** Data excerpts follows **
//! Card stack engine - drag state machine
//!
//! Converts pointer motion on the top card into like/pass decisions. The
//! engine only decides and announces; removing the card from the list is the
//! caller's job.

use serde::Serialize;
use swipedeck_domain::{GestureConfig, Profile, ProfileId, SwipeDecision, Translation};
use tokio::sync::broadcast;
use tracing::debug;

use super::geometry::{exit_offset_x, stack_geometry, CardGeometry, DragVisual};

const EVENT_CAPACITY: usize = 64;

/// Announcements for the presentation layer
#[derive(Debug, Clone, PartialEq, Serialize)]
#[serde(tag = "kind", rename_all = "snake_case")]
pub enum DeckEvent {
    /// A swipe resolved; the card should be removed from the list
    Removed { id: ProfileId, liked: bool },
    /// A tap selected the card for detail presentation
    Selected { profile: Profile },
}

/// How a finished gesture was interpreted
#[derive(Debug, Clone, Copy, PartialEq, Serialize)]
#[serde(tag = "kind", rename_all = "snake_case")]
pub enum DragOutcome {
    Swiped {
        id: ProfileId,
        liked: bool,
        exit_offset_x: f64,
        /// The card was no longer on top when the gesture ended
        forced: bool,
    },
    SnappedBack { id: ProfileId },
    Tapped { id: ProfileId },
}

/// Live pointer interaction bound to one card
#[derive(Debug, Clone, Copy, PartialEq, Serialize)]
pub struct DragSession {
    pub card_id: ProfileId,
    pub translation: Translation,
    /// Largest distance from the origin seen during the gesture
    pub peak_displacement: f64,
}

impl DragSession {
    fn new(card_id: ProfileId) -> Self {
        Self { card_id, translation: Translation::ZERO, peak_displacement: 0.0 }
    }
}

#[derive(Debug, Clone, Copy, PartialEq)]
enum EngineState {
    Idle,
    Dragging(DragSession),
}

/// Gesture state machine for the card stack
pub struct CardStackEngine {
    config: GestureConfig,
    state: EngineState,
    events: broadcast::Sender<DeckEvent>,
}

impl CardStackEngine {
    pub fn new(config: GestureConfig) -> Self {
        let (events, _) = broadcast::channel(EVENT_CAPACITY);
        Self { config, state: EngineState::Idle, events }
    }

    /// Subscribe to removal and selection events
    pub fn subscribe(&self) -> broadcast::Receiver<DeckEvent> {
        self.events.subscribe()
    }

    /// Sender side, for handing out further subscriptions
    pub fn event_sender(&self) -> broadcast::Sender<DeckEvent> {
        self.events.clone()
    }

    pub fn threshold(&self) -> f64 {
        self.config.swipe_threshold
    }

    pub fn is_dragging(&self) -> bool {
        matches!(self.state, EngineState::Dragging(_))
    }

    pub fn session(&self) -> Option<&DragSession> {
        match &self.state {
            EngineState::Dragging(session) => Some(session),
            EngineState::Idle => None,
        }
    }

    /// Stack geometry with the live drag applied to the bound card.
    pub fn render(&self, profiles: &[Profile]) -> Vec<CardGeometry> {
        let mut cards = stack_geometry(profiles);
        if let Some(session) = self.session() {
            if let Some(card) = cards.iter_mut().find(|c| c.profile_id == session.card_id) {
                card.drag = Some(DragVisual::from_translation(session.translation, self.threshold()));
            }
        }
        cards
    }

    /// Open a session on `card_id`.
    ///
    /// Returns `false` (and changes nothing) unless `card_id` is the current
    /// top and no session is active.
    pub fn on_drag_start(&mut self, profiles: &[Profile], card_id: ProfileId) -> bool {
        if let EngineState::Dragging(session) = &self.state {
            debug!(card_id, active = session.card_id, "drag start ignored: session already active");
            return false;
        }
        if profiles.last().map(|p| p.id) != Some(card_id) {
            debug!(card_id, "drag start ignored: card is not on top");
            return false;
        }

        debug!(card_id, "drag started");
        self.state = EngineState::Dragging(DragSession::new(card_id));
        true
    }

    /// Record the latest pointer delta. No-op while idle.
    pub fn on_drag_change(&mut self, translation: Translation) -> Option<DragVisual> {
        let threshold = self.threshold();
        let EngineState::Dragging(session) = &mut self.state else {
            return None;
        };
        session.translation = translation;
        session.peak_displacement = session.peak_displacement.max(translation.magnitude());
        Some(DragVisual::from_translation(translation, threshold))
    }

    /// Resolve the active gesture. No-op while idle.
    ///
    /// Swipes are announced even when the bound card is no longer on top, so
    /// a list change mid-gesture never swallows the user's decision.
    pub fn on_drag_end(&mut self, profiles: &[Profile]) -> Option<DragOutcome> {
        let EngineState::Dragging(session) =
            std::mem::replace(&mut self.state, EngineState::Idle)
        else {
            debug!("drag end ignored: no active session");
            return None;
        };
        let id = session.card_id;
        let decision = SwipeDecision::from_horizontal(session.translation.x, self.threshold());

        let outcome = match decision.liked() {
            Some(liked) => {
                let forced = profiles.last().map(|p| p.id) != Some(id);
                debug!(id, %decision, forced, "swipe resolved");
                self.emit(DeckEvent::Removed { id, liked });
                DragOutcome::Swiped { id, liked, exit_offset_x: exit_offset_x(liked), forced }
            }
            None if session.peak_displacement < self.config.tap_slop
                && self.select(profiles, id) =>
            {
                debug!(id, "gesture treated as tap");
                DragOutcome::Tapped { id }
            }
            None => {
                debug!(id, x = session.translation.x, "swipe cancelled, snapping back");
                DragOutcome::SnappedBack { id }
            }
        };
        Some(outcome)
    }

    /// Select the top card from a discrete tap recognizer.
    ///
    /// Ignored while a drag is active or when `card_id` is not on top.
    pub fn on_tap(&mut self, profiles: &[Profile], card_id: ProfileId) -> bool {
        if self.is_dragging() || profiles.last().map(|p| p.id) != Some(card_id) {
            return false;
        }
        self.select(profiles, card_id)
    }

    fn select(&self, profiles: &[Profile], id: ProfileId) -> bool {
        match profiles.iter().find(|p| p.id == id) {
            Some(profile) => {
                self.emit(DeckEvent::Selected { profile: profile.clone() });
                true
            }
            None => false,
        }
    }

    fn emit(&self, event: DeckEvent) {
        // Nobody listening is fine; the returned outcome still carries it.
        if self.events.send(event).is_err() {
            debug!("deck event dropped: no subscribers");
        }
    }
}

#[cfg(test)]
mod tests {
    use tokio::sync::broadcast::error::TryRecvError;

    use super::*;

    fn stack(ids: &[ProfileId]) -> Vec<Profile> {
        ids.iter().map(|&id| Profile::new(id)).collect()
    }

    fn engine() -> CardStackEngine {
        CardStackEngine::new(GestureConfig::default())
    }

    fn drag(engine: &mut CardStackEngine, profiles: &[Profile], x: f64) -> Option<DragOutcome> {
        let top = profiles.last().map(|p| p.id).unwrap();
        assert!(engine.on_drag_start(profiles, top));
        engine.on_drag_change(Translation::new(x, 0.0));
        engine.on_drag_end(profiles)
    }

    #[test]
    fn right_swipe_past_threshold_likes() {
        let profiles = stack(&[1, 2, 3]);
        let mut engine = engine();
        let mut events = engine.subscribe();

        let outcome = drag(&mut engine, &profiles, 150.0);
        assert_eq!(
            outcome,
            Some(DragOutcome::Swiped { id: 3, liked: true, exit_offset_x: 1000.0, forced: false })
        );
        assert_eq!(events.try_recv().unwrap(), DeckEvent::Removed { id: 3, liked: true });
        assert!(!engine.is_dragging());
    }

    #[test]
    fn left_swipe_past_threshold_passes() {
        let profiles = stack(&[1, 2]);
        let mut engine = engine();
        let mut events = engine.subscribe();

        let outcome = drag(&mut engine, &profiles, -130.0);
        assert!(matches!(outcome, Some(DragOutcome::Swiped { id: 2, liked: false, .. })));
        assert_eq!(events.try_recv().unwrap(), DeckEvent::Removed { id: 2, liked: false });
    }

    #[test]
    fn short_drag_snaps_back_without_event() {
        let profiles = stack(&[1]);
        let mut engine = engine();
        let mut events = engine.subscribe();

        let outcome = drag(&mut engine, &profiles, 50.0);
        assert_eq!(outcome, Some(DragOutcome::SnappedBack { id: 1 }));
        assert_eq!(events.try_recv(), Err(TryRecvError::Empty));

        // Translation is reset: no drag visual remains on the card
        let cards = engine.render(&profiles);
        assert!(cards[0].drag.is_none());
    }

    #[test]
    fn drag_end_without_start_is_noop() {
        let profiles = stack(&[1, 2]);
        let mut engine = engine();
        let mut events = engine.subscribe();

        assert_eq!(engine.on_drag_end(&profiles), None);
        assert_eq!(engine.on_drag_end(&[]), None);
        assert_eq!(events.try_recv(), Err(TryRecvError::Empty));
        assert!(!engine.is_dragging());
    }

    #[test]
    fn drag_change_while_idle_is_noop() {
        let mut engine = engine();
        assert_eq!(engine.on_drag_change(Translation::new(500.0, 0.0)), None);
        assert!(engine.session().is_none());
    }

    #[test]
    fn only_top_card_can_start_drag() {
        let profiles = stack(&[1, 2, 3]);
        let mut engine = engine();
        assert!(!engine.on_drag_start(&profiles, 1));
        assert!(!engine.on_drag_start(&[], 1));
        assert!(engine.on_drag_start(&profiles, 3));
        assert!(!engine.on_drag_start(&profiles, 3), "second session must be refused");
    }

    #[test]
    fn render_attaches_drag_visual_to_bound_card() {
        let profiles = stack(&[1, 2]);
        let mut engine = engine();
        engine.on_drag_start(&profiles, 2);
        engine.on_drag_change(Translation::new(60.0, 20.0));

        let cards = engine.render(&profiles);
        assert!(cards[0].drag.is_none());
        let visual = cards[1].drag.expect("top card carries drag visual");
        assert!((visual.like_opacity - 0.5).abs() < 1e-9);
        assert!((visual.offset_y - 2.0).abs() < 1e-9);
        assert!((visual.rotation_degrees - 3.0).abs() < 1e-9);
    }

    #[test]
    fn decision_uses_last_translation_only() {
        let profiles = stack(&[1]);
        let mut engine = engine();
        engine.on_drag_start(&profiles, 1);
        engine.on_drag_change(Translation::new(400.0, 0.0));
        engine.on_drag_change(Translation::new(30.0, 0.0));
        assert_eq!(engine.on_drag_end(&profiles), Some(DragOutcome::SnappedBack { id: 1 }));
    }

    #[test]
    fn vertical_motion_never_resolves() {
        let profiles = stack(&[1]);
        let mut engine = engine();
        engine.on_drag_start(&profiles, 1);
        engine.on_drag_change(Translation::new(0.0, 900.0));
        assert_eq!(engine.on_drag_end(&profiles), Some(DragOutcome::SnappedBack { id: 1 }));
    }

    #[test]
    fn zero_motion_gesture_selects_card() {
        let profiles = stack(&[1, 2]);
        let mut engine = engine();
        let mut events = engine.subscribe();

        engine.on_drag_start(&profiles, 2);
        engine.on_drag_change(Translation::new(2.0, -3.0));
        assert_eq!(engine.on_drag_end(&profiles), Some(DragOutcome::Tapped { id: 2 }));
        assert_eq!(events.try_recv().unwrap(), DeckEvent::Selected { profile: Profile::new(2) });
    }

    #[test]
    fn wandering_gesture_is_not_a_tap() {
        let profiles = stack(&[1]);
        let mut engine = engine();
        let mut events = engine.subscribe();

        engine.on_drag_start(&profiles, 1);
        engine.on_drag_change(Translation::new(80.0, 0.0));
        engine.on_drag_change(Translation::new(1.0, 0.0));
        assert_eq!(engine.on_drag_end(&profiles), Some(DragOutcome::SnappedBack { id: 1 }));
        assert_eq!(events.try_recv(), Err(TryRecvError::Empty));
    }

    #[test]
    fn decision_honored_after_list_changes_mid_gesture() {
        let before = stack(&[1, 2, 3]);
        let mut engine = engine();
        let mut events = engine.subscribe();

        engine.on_drag_start(&before, 3);
        engine.on_drag_change(Translation::new(200.0, 0.0));

        let after = stack(&[7, 8]);
        let outcome = engine.on_drag_end(&after);
        assert!(matches!(outcome, Some(DragOutcome::Swiped { id: 3, liked: true, forced: true, .. })));
        assert_eq!(events.try_recv().unwrap(), DeckEvent::Removed { id: 3, liked: true });
    }

    #[test]
    fn discrete_tap_only_on_idle_top_card() {
        let profiles = stack(&[1, 2]);
        let mut engine = engine();
        let mut events = engine.subscribe();

        assert!(!engine.on_tap(&profiles, 1));
        assert!(engine.on_tap(&profiles, 2));
        assert!(matches!(events.try_recv().unwrap(), DeckEvent::Selected { .. }));

        engine.on_drag_start(&profiles, 2);
        assert!(!engine.on_tap(&profiles, 2));
    }

    #[test]
    fn custom_threshold_applies() {
        let profiles = stack(&[1]);
        let mut engine =
            CardStackEngine::new(GestureConfig { swipe_threshold: 40.0, tap_slop: 5.0 });
        assert!(matches!(drag(&mut engine, &profiles, 50.0), Some(DragOutcome::Swiped { .. })));
    }

    #[test]
    fn events_without_subscribers_do_not_fail() {
        let profiles = stack(&[1]);
        let mut engine = engine();
        assert!(matches!(drag(&mut engine, &profiles, 150.0), Some(DragOutcome::Swiped { .. })));
    }

    #[test]
    fn events_serialize_with_kind_tag() {
        let removed = serde_json::to_value(DeckEvent::Removed { id: 4, liked: false }).unwrap();
        assert_eq!(removed, serde_json::json!({"kind": "removed", "id": 4, "liked": false}));

        let selected =
            serde_json::to_value(DeckEvent::Selected { profile: Profile::new(9).with_name("Ana") })
                .unwrap();
        assert_eq!(selected["kind"], "selected");
        assert_eq!(selected["profile"]["name"], "Ana");
        assert!(selected["profile"]["avatar"].is_null());
    }

    #[test]
    fn tap_on_card_removed_mid_gesture_snaps_back() {
        let before = stack(&[1, 2]);
        let mut engine = engine();
        let mut events = engine.subscribe();

        engine.on_drag_start(&before, 2);
        engine.on_drag_change(Translation::new(2.0, 1.0));

        let after = stack(&[5, 6]);
        assert_eq!(engine.on_drag_end(&after), Some(DragOutcome::SnappedBack { id: 2 }));
        assert_eq!(events.try_recv(), Err(TryRecvError::Empty));
        assert!(!engine.is_dragging());
    }
}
** End of Data excerpts **
Which lines of the records above hold the word "true"? Copy each of them.

▸ Expected answer
        true
                true
            Some(DragOutcome::Swiped { id: 3, liked: true, exit_offset_x: 1000.0, forced: false })
        assert_eq!(events.try_recv().unwrap(), DeckEvent::Removed { id: 3, liked: true });
        assert!(matches!(outcome, Some(DragOutcome::Swiped { id: 3, liked: true, forced: true, .. })));
        assert_eq!(events.try_recv().unwrap(), DeckEvent::Removed { id: 3, liked: true });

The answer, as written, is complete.